── Available records

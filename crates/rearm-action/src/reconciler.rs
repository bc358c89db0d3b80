//! Decides what a woken delayed message still means and drives the alarm.
//!
//! Validated messages move their event `scheduled -> processing` before the
//! alarm is touched and `processing -> processed` once the apply loop is
//! done, so a duplicate delivery never re-applies a mode.

use std::collections::HashMap;
use std::sync::atomic::{AtomicBool, Ordering};
use std::sync::{Arc, Mutex, PoisonError};

use rearm_core::types::{DelayedMessage, EventStatus, Mode, ScheduledEvent};
use rearm_storage::EventStore;
use tracing::{debug, info, warn};

use crate::actuator::ActuatorProvider;
use crate::error::ReconcileError;
use crate::retry::{RetryOutcome, RetryPolicy};
use crate::state_machine::validate_transition;

/// Why a delivery was dropped without touching the alarm.
#[derive(Debug, Clone, PartialEq, Eq)]
pub enum IgnoreReason {
    /// The event was already picked up by an earlier delivery.
    AlreadyClaimed(EventStatus),
    /// A newer event replaced the one this message was issued for.
    Superseded { current_event_id: String },
}

/// Result of handling one delivery.
#[derive(Debug, Clone, PartialEq, Eq)]
pub enum Outcome {
    Ignored(IgnoreReason),
    /// The alarm already reported the target mode.
    AlreadyInMode(Mode),
    Applied { mode: Mode, retry: RetryOutcome },
}

pub struct Reconciler {
    store: EventStore,
    actuators: Arc<dyn ActuatorProvider>,
    retry: RetryPolicy,
    /// Serializes the read-check-write claim per user. Users never share a
    /// lock, and an entry only lives while some delivery holds or awaits it.
    claims: Mutex<HashMap<String, Arc<tokio::sync::Mutex<()>>>>,
}

impl Reconciler {
    pub fn new(store: EventStore, actuators: Arc<dyn ActuatorProvider>, retry: RetryPolicy) -> Self {
        Self {
            store,
            actuators,
            retry,
            claims: Mutex::new(HashMap::new()),
        }
    }

    fn claim_lock(&self, user_id: &str) -> Arc<tokio::sync::Mutex<()>> {
        self.claims
            .lock()
            .unwrap_or_else(PoisonError::into_inner)
            .entry(user_id.to_string())
            .or_default()
            .clone()
    }

    /// Handle one delivered message.
    ///
    /// `Ok` means the message is done with and may be acknowledged, even when
    /// it was ignored or the apply loop gave up. `Err` leaves it for
    /// redelivery.
    pub async fn handle(&self, message: &DelayedMessage) -> Result<Outcome, ReconcileError> {
        debug!(
            user_id = %message.user_id,
            event_id = %message.event_id,
            correlation_id = %message.body,
            "Handling delayed message"
        );

        if let Some(mode) = message.mode_override {
            info!(user_id = %message.user_id, mode = %mode, "Applying mode override");
            return self.apply(&message.user_id, mode).await;
        }

        let mut event = match self.claim(message).await? {
            Ok(event) => event,
            Err(reason) => {
                info!(
                    user_id = %message.user_id,
                    event_id = %message.event_id,
                    reason = ?reason,
                    "Ignoring delayed message"
                );
                return Ok(Outcome::Ignored(reason));
            }
        };

        let outcome = self.apply(&message.user_id, event.target_mode).await?;

        validate_transition(event.status, EventStatus::Processed)?;
        event.status = EventStatus::Processed;
        self.store.put_event(&message.user_id, &event).await?;
        info!(
            user_id = %message.user_id,
            event_id = %event.event_id,
            outcome = ?outcome,
            "Scheduled event processed"
        );
        Ok(outcome)
    }

    /// Check the message against the stored event and mark it processing.
    ///
    /// The inner `Err` is a normal rejection; the outer one is a failure.
    async fn claim(
        &self,
        message: &DelayedMessage,
    ) -> Result<Result<ScheduledEvent, IgnoreReason>, ReconcileError> {
        let lock = self.claim_lock(&message.user_id);
        let claimed = {
            let _guard = lock.lock().await;
            self.claim_locked(message).await
        };
        self.release_claim_lock(&message.user_id, lock);
        claimed
    }

    /// Drop the user's lock from the map once no other delivery shares it.
    fn release_claim_lock(&self, user_id: &str, lock: Arc<tokio::sync::Mutex<()>>) {
        let mut claims = self.claims.lock().unwrap_or_else(PoisonError::into_inner);
        let ours = claims
            .get(user_id)
            .is_some_and(|current| Arc::ptr_eq(current, &lock));
        // One reference in the map plus ours.
        if ours && Arc::strong_count(&lock) == 2 {
            claims.remove(user_id);
        }
    }

    async fn claim_locked(
        &self,
        message: &DelayedMessage,
    ) -> Result<Result<ScheduledEvent, IgnoreReason>, ReconcileError> {
        let mut event = self
            .store
            .get_event(&message.user_id)
            .await?
            .ok_or_else(|| ReconcileError::EventMissing(message.user_id.clone()))?;

        if event.status.is_claimed() {
            return Ok(Err(IgnoreReason::AlreadyClaimed(event.status)));
        }
        if event.event_id != message.event_id {
            return Ok(Err(IgnoreReason::Superseded {
                current_event_id: event.event_id,
            }));
        }

        validate_transition(event.status, EventStatus::Processing)?;
        event.status = EventStatus::Processing;
        self.store.put_event(&message.user_id, &event).await?;
        Ok(Ok(event))
    }

    /// Drive the user's alarm to `target`.
    ///
    /// Every attempt connects, reads the current mode and only changes it
    /// when it differs, so a transient connect or read failure costs one
    /// attempt rather than the delivery. Only fatal actuator errors escape.
    async fn apply(&self, user_id: &str, target: Mode) -> Result<Outcome, ReconcileError> {
        let actuators = self.actuators.as_ref();
        let found_in_target = &AtomicBool::new(false);

        let retry = self
            .retry
            .run(
                move || async move {
                    let actuator = actuators.actuator_for(user_id).await?;
                    if actuator.get_state().await? == target {
                        found_in_target.store(true, Ordering::SeqCst);
                        return Ok(());
                    }
                    actuator.apply_state(target).await
                },
                move || async move {
                    let current = match actuators.actuator_for(user_id).await {
                        Ok(actuator) => actuator.get_state().await,
                        Err(e) => Err(e),
                    };
                    match current {
                        Ok(mode) => Ok(mode == target),
                        Err(e) if e.is_fatal() => Err(e),
                        Err(e) => {
                            warn!(user_id = %user_id, error = %e, "Could not re-read alarm mode");
                            Ok(false)
                        }
                    }
                },
            )
            .await?;

        let retry = match retry {
            RetryOutcome::Succeeded { attempts: 1 } if found_in_target.load(Ordering::SeqCst) => {
                debug!(user_id = %user_id, mode = %target, "Alarm already in target mode");
                return Ok(Outcome::AlreadyInMode(target));
            }
            RetryOutcome::Succeeded { attempts } if found_in_target.load(Ordering::SeqCst) => {
                RetryOutcome::Converged { attempts }
            }
            other => other,
        };

        if let RetryOutcome::Exhausted { attempts } = retry {
            warn!(
                user_id = %user_id,
                mode = %target,
                attempts,
                "Gave up setting alarm mode"
            );
        } else {
            info!(user_id = %user_id, mode = %target, "Alarm mode set");
        }
        Ok(Outcome::Applied { mode: target, retry })
    }
}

────

Directions for this task →
From the records above, return each line that includes "Mutex".

Answer for this exercise →
use std::sync::{Arc, Mutex, PoisonError};
    claims: Mutex<HashMap<String, Arc<tokio::sync::Mutex<()>>>>,
            claims: Mutex::new(HashMap::new()),
    fn claim_lock(&self, user_id: &str) -> Arc<tokio::sync::Mutex<()>> {
    fn release_claim_lock(&self, user_id: &str, lock: Arc<tokio::sync::Mutex<()>>) {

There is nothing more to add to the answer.